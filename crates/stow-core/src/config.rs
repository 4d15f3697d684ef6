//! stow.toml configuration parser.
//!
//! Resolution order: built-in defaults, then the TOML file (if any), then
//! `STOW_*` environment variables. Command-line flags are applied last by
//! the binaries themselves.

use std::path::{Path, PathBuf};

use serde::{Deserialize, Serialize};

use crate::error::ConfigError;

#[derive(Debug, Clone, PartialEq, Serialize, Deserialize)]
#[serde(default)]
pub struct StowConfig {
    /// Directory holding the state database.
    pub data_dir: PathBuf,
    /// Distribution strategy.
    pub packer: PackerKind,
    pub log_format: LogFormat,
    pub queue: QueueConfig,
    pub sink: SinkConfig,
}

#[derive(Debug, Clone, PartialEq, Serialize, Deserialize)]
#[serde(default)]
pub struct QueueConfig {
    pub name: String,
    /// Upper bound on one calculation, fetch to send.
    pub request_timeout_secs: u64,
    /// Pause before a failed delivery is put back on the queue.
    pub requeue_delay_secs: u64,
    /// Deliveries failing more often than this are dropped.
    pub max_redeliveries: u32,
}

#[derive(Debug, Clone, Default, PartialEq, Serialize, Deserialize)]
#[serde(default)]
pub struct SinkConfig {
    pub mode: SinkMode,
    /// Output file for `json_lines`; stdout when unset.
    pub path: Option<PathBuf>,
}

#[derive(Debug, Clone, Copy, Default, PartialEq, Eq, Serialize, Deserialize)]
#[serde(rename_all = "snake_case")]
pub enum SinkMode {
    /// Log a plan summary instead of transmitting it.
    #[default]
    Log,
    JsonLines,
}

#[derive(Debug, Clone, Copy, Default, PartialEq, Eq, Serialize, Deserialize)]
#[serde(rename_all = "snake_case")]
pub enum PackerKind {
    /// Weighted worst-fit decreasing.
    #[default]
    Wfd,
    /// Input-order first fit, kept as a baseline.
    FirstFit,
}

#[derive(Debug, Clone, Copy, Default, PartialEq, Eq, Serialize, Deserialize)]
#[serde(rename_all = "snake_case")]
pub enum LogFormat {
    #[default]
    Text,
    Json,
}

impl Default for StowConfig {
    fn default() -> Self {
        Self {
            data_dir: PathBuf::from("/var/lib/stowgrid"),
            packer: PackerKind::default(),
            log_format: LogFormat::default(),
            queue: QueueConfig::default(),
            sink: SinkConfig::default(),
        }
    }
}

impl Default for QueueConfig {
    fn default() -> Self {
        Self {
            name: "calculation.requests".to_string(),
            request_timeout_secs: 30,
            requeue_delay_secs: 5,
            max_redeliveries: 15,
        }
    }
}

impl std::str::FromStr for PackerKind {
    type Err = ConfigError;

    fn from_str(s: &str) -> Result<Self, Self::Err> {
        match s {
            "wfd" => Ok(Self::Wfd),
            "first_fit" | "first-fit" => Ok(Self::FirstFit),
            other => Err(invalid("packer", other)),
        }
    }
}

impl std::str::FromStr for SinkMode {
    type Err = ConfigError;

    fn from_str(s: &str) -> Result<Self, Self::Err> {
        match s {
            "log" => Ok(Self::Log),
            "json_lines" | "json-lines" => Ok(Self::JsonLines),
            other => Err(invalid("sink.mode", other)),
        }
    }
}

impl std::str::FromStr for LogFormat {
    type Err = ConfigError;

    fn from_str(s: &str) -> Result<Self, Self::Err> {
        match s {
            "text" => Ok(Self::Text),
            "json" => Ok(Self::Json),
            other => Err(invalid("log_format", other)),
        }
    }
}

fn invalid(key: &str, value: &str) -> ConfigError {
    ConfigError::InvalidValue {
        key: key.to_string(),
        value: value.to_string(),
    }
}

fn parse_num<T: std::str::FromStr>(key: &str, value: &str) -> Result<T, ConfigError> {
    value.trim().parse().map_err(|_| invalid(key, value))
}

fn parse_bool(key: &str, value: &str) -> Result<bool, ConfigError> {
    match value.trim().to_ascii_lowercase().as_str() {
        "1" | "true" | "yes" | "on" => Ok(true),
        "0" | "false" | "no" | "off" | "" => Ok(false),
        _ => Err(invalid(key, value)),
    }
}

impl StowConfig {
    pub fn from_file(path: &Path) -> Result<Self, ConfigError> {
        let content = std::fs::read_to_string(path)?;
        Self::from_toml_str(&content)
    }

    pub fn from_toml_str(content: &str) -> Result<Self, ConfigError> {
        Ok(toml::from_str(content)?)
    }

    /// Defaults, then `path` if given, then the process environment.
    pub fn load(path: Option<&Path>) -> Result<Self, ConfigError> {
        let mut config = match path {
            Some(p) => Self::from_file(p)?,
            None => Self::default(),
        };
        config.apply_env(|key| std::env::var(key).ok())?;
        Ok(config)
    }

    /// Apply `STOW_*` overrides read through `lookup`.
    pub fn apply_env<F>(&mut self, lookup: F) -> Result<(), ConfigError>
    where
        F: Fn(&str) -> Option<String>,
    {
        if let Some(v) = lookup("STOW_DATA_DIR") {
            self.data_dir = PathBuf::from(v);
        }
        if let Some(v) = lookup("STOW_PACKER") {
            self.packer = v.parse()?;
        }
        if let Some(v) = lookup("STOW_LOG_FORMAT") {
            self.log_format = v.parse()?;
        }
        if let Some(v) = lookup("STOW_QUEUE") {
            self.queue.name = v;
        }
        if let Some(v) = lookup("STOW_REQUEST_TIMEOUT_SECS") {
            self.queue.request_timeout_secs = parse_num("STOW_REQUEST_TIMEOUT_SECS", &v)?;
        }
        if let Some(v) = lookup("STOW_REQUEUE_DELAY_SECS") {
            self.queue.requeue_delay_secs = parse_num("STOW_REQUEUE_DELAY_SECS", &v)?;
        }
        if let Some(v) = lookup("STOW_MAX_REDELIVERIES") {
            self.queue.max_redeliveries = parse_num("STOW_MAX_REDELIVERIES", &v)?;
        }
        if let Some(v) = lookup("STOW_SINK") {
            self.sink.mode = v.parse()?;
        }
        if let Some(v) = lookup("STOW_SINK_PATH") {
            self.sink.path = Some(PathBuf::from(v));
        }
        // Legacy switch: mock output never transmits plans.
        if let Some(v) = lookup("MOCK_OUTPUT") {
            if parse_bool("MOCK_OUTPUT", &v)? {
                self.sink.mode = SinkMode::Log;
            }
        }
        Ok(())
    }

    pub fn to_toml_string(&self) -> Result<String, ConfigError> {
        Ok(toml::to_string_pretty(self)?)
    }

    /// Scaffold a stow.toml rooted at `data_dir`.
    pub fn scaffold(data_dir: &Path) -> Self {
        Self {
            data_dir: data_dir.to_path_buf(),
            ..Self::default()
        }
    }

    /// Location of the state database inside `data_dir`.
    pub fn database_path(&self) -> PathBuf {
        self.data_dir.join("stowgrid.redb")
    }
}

== == ==

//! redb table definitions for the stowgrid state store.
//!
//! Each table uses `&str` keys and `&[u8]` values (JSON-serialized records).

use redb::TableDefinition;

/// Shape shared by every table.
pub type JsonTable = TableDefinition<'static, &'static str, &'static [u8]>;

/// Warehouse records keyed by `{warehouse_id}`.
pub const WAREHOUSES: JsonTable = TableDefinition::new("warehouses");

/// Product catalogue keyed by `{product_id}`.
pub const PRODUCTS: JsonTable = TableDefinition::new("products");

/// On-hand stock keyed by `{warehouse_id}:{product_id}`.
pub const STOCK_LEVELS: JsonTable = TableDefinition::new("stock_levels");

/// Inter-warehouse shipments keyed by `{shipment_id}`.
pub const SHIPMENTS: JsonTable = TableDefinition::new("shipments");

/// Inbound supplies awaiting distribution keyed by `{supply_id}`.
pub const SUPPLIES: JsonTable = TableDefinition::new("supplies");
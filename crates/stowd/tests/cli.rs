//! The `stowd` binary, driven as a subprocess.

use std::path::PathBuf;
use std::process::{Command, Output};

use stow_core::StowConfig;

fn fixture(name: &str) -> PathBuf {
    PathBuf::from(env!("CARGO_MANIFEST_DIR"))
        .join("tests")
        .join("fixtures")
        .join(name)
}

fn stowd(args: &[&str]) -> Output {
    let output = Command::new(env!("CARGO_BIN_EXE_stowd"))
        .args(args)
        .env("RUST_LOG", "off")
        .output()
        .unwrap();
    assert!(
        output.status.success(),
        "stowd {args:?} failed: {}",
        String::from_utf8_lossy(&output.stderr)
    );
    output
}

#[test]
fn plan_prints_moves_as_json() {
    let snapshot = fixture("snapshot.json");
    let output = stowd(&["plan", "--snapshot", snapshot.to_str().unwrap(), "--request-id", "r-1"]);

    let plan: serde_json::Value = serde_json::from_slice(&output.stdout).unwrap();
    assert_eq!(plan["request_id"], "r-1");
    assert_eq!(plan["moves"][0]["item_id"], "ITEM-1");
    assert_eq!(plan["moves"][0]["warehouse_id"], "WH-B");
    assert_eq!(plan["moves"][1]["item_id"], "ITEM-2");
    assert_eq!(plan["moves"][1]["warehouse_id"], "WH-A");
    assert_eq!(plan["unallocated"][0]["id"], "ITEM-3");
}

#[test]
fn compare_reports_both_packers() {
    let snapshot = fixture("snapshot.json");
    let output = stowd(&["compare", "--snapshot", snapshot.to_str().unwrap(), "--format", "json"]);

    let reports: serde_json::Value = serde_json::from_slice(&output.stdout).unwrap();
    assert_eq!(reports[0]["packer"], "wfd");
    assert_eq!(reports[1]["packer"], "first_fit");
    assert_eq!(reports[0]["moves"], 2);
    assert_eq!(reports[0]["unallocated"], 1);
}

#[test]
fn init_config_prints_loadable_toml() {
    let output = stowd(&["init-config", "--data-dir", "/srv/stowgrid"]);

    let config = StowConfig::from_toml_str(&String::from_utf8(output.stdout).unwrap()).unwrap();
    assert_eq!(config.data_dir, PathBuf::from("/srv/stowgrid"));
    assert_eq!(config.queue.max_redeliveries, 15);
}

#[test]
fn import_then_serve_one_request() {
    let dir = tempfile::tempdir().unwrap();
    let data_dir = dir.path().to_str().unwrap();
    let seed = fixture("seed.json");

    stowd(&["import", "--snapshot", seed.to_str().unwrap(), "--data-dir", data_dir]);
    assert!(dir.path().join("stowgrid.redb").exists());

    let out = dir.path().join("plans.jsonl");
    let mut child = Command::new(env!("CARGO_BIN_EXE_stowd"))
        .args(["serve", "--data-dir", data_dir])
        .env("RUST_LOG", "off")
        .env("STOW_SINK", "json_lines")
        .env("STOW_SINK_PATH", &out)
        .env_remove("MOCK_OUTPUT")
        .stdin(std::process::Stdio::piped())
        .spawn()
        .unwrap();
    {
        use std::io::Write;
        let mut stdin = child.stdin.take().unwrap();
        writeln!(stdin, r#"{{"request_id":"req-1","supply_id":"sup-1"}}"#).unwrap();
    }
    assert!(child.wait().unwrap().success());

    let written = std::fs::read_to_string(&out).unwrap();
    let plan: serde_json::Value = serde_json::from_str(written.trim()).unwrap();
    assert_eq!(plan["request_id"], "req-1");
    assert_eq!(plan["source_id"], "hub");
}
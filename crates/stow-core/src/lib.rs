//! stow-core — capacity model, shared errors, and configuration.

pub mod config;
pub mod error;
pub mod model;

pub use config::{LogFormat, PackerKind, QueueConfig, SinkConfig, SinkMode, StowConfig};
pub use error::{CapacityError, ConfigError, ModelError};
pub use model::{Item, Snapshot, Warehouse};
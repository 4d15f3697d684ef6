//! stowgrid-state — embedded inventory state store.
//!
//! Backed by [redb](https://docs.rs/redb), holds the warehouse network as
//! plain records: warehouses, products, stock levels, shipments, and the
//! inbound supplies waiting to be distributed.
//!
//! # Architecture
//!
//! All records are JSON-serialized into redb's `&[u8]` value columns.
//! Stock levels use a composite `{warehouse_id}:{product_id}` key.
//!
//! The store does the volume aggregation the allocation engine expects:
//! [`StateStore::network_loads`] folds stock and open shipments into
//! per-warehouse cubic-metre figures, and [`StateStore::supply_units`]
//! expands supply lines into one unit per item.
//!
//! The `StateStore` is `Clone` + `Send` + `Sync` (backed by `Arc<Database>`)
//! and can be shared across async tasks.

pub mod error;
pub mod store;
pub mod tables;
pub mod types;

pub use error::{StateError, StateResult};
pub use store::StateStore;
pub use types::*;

== == ==

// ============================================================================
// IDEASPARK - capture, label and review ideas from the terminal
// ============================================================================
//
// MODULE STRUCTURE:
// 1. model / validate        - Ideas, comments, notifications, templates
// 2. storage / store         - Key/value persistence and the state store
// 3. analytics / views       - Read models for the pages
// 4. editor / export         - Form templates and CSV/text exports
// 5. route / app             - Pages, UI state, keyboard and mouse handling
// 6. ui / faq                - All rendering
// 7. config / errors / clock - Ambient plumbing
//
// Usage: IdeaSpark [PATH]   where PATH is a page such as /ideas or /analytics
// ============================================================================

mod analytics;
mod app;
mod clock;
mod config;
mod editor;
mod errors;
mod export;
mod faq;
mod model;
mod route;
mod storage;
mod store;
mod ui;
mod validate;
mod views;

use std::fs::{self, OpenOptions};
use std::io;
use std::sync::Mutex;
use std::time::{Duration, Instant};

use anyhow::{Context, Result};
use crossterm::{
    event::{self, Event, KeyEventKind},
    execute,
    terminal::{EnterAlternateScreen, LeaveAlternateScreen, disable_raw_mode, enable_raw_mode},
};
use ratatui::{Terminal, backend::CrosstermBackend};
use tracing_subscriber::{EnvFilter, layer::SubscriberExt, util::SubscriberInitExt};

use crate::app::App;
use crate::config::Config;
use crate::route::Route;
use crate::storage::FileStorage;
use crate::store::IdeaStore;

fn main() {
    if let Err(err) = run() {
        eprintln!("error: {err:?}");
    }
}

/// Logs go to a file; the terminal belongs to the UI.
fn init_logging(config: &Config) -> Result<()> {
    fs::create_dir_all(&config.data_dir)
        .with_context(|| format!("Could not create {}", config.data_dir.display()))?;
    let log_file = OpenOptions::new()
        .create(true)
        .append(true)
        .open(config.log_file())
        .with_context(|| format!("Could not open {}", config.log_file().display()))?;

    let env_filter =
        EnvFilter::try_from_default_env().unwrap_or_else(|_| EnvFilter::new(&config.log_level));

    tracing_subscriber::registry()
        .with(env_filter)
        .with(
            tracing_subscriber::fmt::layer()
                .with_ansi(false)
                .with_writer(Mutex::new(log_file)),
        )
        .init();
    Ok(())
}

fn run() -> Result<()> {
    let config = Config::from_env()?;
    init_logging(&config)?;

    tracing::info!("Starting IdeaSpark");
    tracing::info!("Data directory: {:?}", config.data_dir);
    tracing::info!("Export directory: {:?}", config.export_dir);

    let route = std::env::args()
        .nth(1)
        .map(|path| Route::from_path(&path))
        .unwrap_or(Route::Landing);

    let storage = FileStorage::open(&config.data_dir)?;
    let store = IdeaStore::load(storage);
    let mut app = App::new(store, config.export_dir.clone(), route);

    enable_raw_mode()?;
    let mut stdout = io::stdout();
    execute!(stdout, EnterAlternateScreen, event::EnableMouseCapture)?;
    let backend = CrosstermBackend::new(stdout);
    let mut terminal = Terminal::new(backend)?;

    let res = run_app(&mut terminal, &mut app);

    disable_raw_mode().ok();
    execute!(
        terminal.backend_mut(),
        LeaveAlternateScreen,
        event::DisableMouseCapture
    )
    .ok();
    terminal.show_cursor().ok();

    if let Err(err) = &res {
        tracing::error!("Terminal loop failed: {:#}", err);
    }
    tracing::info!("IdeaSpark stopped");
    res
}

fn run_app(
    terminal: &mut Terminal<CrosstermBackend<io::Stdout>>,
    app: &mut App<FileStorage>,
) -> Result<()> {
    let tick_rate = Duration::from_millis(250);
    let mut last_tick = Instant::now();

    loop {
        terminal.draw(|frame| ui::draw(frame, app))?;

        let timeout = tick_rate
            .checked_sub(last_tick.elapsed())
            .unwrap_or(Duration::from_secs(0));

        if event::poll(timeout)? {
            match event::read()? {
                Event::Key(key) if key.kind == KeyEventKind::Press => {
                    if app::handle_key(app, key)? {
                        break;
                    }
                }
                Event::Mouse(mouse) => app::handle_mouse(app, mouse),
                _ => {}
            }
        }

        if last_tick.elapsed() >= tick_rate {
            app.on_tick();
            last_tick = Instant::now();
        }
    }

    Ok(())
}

== == ==

#### Exercise brief:
When a line of the records has the word "KeyEventKind", pick it out and copy it.

#### Result of the exercise:
    event::{self, Event, KeyEventKind},
                Event::Key(key) if key.kind == KeyEventKind::Press => {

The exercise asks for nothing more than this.